- **Problem to work on**
Go over the records and copy every line with the string "docsrv".

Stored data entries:
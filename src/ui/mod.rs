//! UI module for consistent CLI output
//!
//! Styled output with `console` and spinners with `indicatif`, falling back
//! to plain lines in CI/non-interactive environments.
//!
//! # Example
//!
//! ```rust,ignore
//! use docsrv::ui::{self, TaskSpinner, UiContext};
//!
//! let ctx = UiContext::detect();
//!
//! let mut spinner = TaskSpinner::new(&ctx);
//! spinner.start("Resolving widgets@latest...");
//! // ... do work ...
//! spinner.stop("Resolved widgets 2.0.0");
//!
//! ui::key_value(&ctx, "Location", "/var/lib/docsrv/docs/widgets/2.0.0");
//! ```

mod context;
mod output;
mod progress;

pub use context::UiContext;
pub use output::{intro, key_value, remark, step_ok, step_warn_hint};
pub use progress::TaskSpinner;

==

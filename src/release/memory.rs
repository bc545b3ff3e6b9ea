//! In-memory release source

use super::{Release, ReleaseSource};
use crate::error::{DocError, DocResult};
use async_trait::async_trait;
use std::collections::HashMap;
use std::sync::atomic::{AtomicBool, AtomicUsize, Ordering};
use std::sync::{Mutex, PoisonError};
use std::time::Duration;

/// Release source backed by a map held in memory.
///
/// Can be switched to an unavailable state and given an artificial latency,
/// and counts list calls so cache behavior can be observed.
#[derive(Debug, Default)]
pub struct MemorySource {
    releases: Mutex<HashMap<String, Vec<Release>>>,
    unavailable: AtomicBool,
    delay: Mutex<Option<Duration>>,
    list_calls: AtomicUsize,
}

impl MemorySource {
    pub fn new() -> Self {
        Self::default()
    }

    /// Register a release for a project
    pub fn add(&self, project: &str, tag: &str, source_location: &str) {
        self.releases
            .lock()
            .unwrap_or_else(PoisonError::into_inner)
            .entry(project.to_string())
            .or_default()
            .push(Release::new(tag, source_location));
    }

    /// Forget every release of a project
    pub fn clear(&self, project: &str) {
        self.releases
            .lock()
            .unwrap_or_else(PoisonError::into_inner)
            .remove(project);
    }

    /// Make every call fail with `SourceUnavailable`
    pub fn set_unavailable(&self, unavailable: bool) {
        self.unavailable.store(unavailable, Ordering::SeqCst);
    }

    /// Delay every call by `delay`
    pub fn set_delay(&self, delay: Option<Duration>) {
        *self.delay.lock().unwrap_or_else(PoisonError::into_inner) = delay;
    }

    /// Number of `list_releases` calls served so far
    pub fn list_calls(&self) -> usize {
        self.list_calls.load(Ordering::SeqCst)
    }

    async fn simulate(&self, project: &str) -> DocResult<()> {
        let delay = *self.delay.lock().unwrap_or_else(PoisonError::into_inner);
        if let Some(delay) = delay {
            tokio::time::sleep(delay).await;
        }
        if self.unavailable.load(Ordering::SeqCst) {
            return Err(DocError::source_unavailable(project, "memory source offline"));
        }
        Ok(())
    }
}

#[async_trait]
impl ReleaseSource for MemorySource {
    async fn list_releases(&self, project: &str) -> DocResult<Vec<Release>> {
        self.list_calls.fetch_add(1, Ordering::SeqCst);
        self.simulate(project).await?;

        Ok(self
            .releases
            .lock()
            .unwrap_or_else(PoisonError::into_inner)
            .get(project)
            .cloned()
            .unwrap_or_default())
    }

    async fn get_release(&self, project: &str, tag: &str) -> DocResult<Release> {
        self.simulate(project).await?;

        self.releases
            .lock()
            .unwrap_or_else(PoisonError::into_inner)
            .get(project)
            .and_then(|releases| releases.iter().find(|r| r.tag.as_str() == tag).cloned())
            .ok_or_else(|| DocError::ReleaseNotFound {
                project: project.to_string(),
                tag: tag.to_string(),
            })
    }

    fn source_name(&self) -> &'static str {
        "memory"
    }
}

- **Result for this task**
//! use docsrv::ui::{self, TaskSpinner, UiContext};
//! ui::key_value(&ctx, "Location", "/var/lib/docsrv/docs/widgets/2.0.0");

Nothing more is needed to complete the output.